Solely for illustrative purposes. I need to compare a result of a random
computation when I run it with different parameters.
> Rand is basically the State monad (newtype wrapped), which is basically
>
> s -> (a,s)
>
> (newtype wrapped).
>
> You can write your computation so that it works with whatever pseudo-random
> generator it is given and then let g be determined by the value passed to
> evalRand.

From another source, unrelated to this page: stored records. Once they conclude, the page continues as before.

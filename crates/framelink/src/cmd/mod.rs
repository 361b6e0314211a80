use std::path::PathBuf;
use std::sync::atomic::{AtomicBool, Ordering};
use std::sync::Arc;
use std::time::Duration;

use clap::{Args, Subcommand};
use framelink_frame::{BufferPool, FrameConfig, DEFAULT_MAX_FRAME_SIZE};
use framelink_stream::{SaturationPolicy, StreamConfig};
use framelink_transport::Endpoint;

use crate::exit::{transport_error, CliError, CliResult, INTERNAL, USAGE};
use crate::output::OutputFormat;

pub mod bench;
pub mod call;
pub mod serve;
pub mod version;

#[derive(Subcommand, Debug)]
pub enum Command {
    /// Accept connections and echo every request back to its caller.
    Serve(ServeArgs),
    /// Issue a single call and print the response.
    Call(CallArgs),
    /// Measure round-trip throughput against a server.
    Bench(BenchArgs),
    /// Show version information.
    Version(VersionArgs),
}

pub fn run(command: Command, format: OutputFormat) -> CliResult<i32> {
    match command {
        Command::Serve(args) => serve::run(args, format),
        Command::Call(args) => call::run(args, format),
        Command::Bench(args) => bench::run(args, format),
        Command::Version(args) => version::run(args),
    }
}

/// Framing and write-path settings shared by every connection-owning command.
#[derive(Args, Debug, Clone)]
pub struct StreamArgs {
    /// Largest accepted frame payload in bytes.
    #[arg(long, env = "FRAMELINK_MAX_FRAME_SIZE", default_value_t = DEFAULT_MAX_FRAME_SIZE)]
    pub max_frame_size: usize,
    /// Deadline for reading one frame (e.g. 8s, 500ms, or "off").
    #[arg(long, env = "FRAMELINK_READ_TIMEOUT", default_value = "8s")]
    pub read_timeout: String,
    /// Deadline for writing one frame (e.g. 8s, 500ms, or "off").
    #[arg(long, env = "FRAMELINK_WRITE_TIMEOUT", default_value = "8s")]
    pub write_timeout: String,
    /// Hand writes to a dedicated writer thread through a queue of N slots.
    #[arg(long, env = "FRAMELINK_QUEUE_CAPACITY")]
    pub queue_capacity: Option<usize>,
    /// Fail calls instead of blocking when the write queue is full.
    #[arg(long, env = "FRAMELINK_REJECT_WHEN_FULL", requires = "queue_capacity")]
    pub reject_when_full: bool,
}

impl StreamArgs {
    pub fn config(&self, pool: Arc<dyn BufferPool>) -> CliResult<StreamConfig> {
        if self.max_frame_size == 0 {
            return Err(CliError::new(USAGE, "--max-frame-size must be greater than zero"));
        }
        let frame = FrameConfig {
            max_frame_size: self.max_frame_size,
            read_timeout: parse_timeout(&self.read_timeout)?,
            write_timeout: parse_timeout(&self.write_timeout)?,
        };
        let mut config = StreamConfig::default().with_frame(frame).with_pool(pool);
        if let Some(capacity) = self.queue_capacity {
            let saturation = if self.reject_when_full {
                SaturationPolicy::Reject
            } else {
                SaturationPolicy::Block
            };
            config = config.with_write_queue(capacity, saturation);
        }
        Ok(config)
    }
}

#[derive(Args, Debug)]
pub struct ServeArgs {
    /// Endpoint to listen on (tcp://host:port, unix:///path, host:port, or a path).
    pub endpoint: String,
    /// Exit once N connections have completed.
    #[arg(long)]
    pub count: Option<usize>,
    #[command(flatten)]
    pub stream: StreamArgs,
}

#[derive(Args, Debug)]
pub struct CallArgs {
    /// Endpoint to connect to.
    pub endpoint: String,
    /// Raw string payload.
    #[arg(long, conflicts_with_all = ["file", "hex"])]
    pub data: Option<String>,
    /// Read payload from file.
    #[arg(long, conflicts_with_all = ["data", "hex"])]
    pub file: Option<PathBuf>,
    /// Hex-encoded payload (e.g. 01ff).
    #[arg(long, conflicts_with_all = ["data", "file"])]
    pub hex: Option<String>,
    /// Send a one-way request and do not wait for a response.
    #[arg(long)]
    pub one_way: bool,
    #[command(flatten)]
    pub stream: StreamArgs,
}

#[derive(Args, Debug)]
pub struct BenchArgs {
    /// Endpoint to connect to.
    pub endpoint: String,
    /// Total number of two-way calls.
    #[arg(long, default_value_t = 10_000)]
    pub calls: usize,
    /// Number of calling threads sharing the connection.
    #[arg(long, default_value_t = 8)]
    pub threads: usize,
    /// Payload size in bytes.
    #[arg(long, default_value_t = 64)]
    pub size: usize,
    #[command(flatten)]
    pub stream: StreamArgs,
}

#[derive(Args, Debug)]
pub struct VersionArgs {
    /// Show extended build provenance.
    #[arg(long)]
    pub extended: bool,
}

pub(crate) fn parse_endpoint(input: &str) -> CliResult<Endpoint> {
    input
        .parse()
        .map_err(|err| transport_error("invalid endpoint", err))
}

pub(crate) fn parse_duration(input: &str) -> CliResult<Duration> {
    let input = input.trim();
    if input.is_empty() {
        return Err(CliError::new(USAGE, "duration must not be empty"));
    }

    let (number, unit) = if let Some(num) = input.strip_suffix("ms") {
        (num, "ms")
    } else if let Some(num) = input.strip_suffix('s') {
        (num, "s")
    } else {
        (input, "s")
    };

    let value: u64 = number
        .parse()
        .map_err(|_| CliError::new(USAGE, format!("invalid duration value: {input}")))?;

    if value == 0 {
        return Err(CliError::new(USAGE, "duration must be greater than zero"));
    }

    Ok(match unit {
        "ms" => Duration::from_millis(value),
        _ => Duration::from_secs(value),
    })
}

/// A duration, or `None` for "off"/"none".
pub(crate) fn parse_timeout(input: &str) -> CliResult<Option<Duration>> {
    match input.trim().to_ascii_lowercase().as_str() {
        "off" | "none" => Ok(None),
        _ => parse_duration(input).map(Some),
    }
}

pub(crate) fn parse_hex(input: &str) -> CliResult<Vec<u8>> {
    let digits: Vec<u8> = input
        .bytes()
        .filter(|b| !b.is_ascii_whitespace())
        .collect();
    let digits = digits
        .strip_prefix(b"0x")
        .or_else(|| digits.strip_prefix(b"0X"))
        .unwrap_or(&digits);
    if digits.len() % 2 != 0 {
        return Err(CliError::new(USAGE, "--hex needs an even number of digits"));
    }

    digits
        .chunks_exact(2)
        .map(|pair| match (hex_value(pair[0]), hex_value(pair[1])) {
            (Some(hi), Some(lo)) => Ok((hi << 4) | lo),
            _ => Err(CliError::new(
                USAGE,
                format!("invalid hex digits: {}", String::from_utf8_lossy(pair)),
            )),
        })
        .collect()
}

fn hex_value(digit: u8) -> Option<u8> {
    char::from(digit).to_digit(16).map(|v| v as u8)
}

pub(crate) fn install_ctrlc_handler(running: Arc<AtomicBool>) -> CliResult<()> {
    ctrlc::set_handler(move || {
        running.store(false, Ordering::SeqCst);
    })
    .map_err(|err| CliError::new(INTERNAL, format!("signal handler setup failed: {err}")))
}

That is the default use case.
>
> For example
>
> die :: (RandomGen g) => Rand g Int
> die = getRandomR (1,6)
>
> dice :: (RandomGen g) => Int -> Rand g [Int]
> dice n = sequence (replicate n die)
>
> main :: IO ()
> main = do
> print $ evalRand (dice 10) (mkStdGen 123)
> print $ evalRand (dice 10) (mkBlumBlumShub 2379009 1234567890983)
>
> (for a hypothetical
>
> data BlumBlumShub = BBS !Integer !Integer
>
> instance RandomGen BlumBlumShub where ...
>
> mkBlumBlumShub :: Integer -> Integer -> BlumBlumShub
> )
Great, thanks!
I tried the other way around:
evalRand (mkStdGen 123) (dice 10)
and kept scratching my head wondering why it doesn't work. :-)
I guess it was too early in the morning.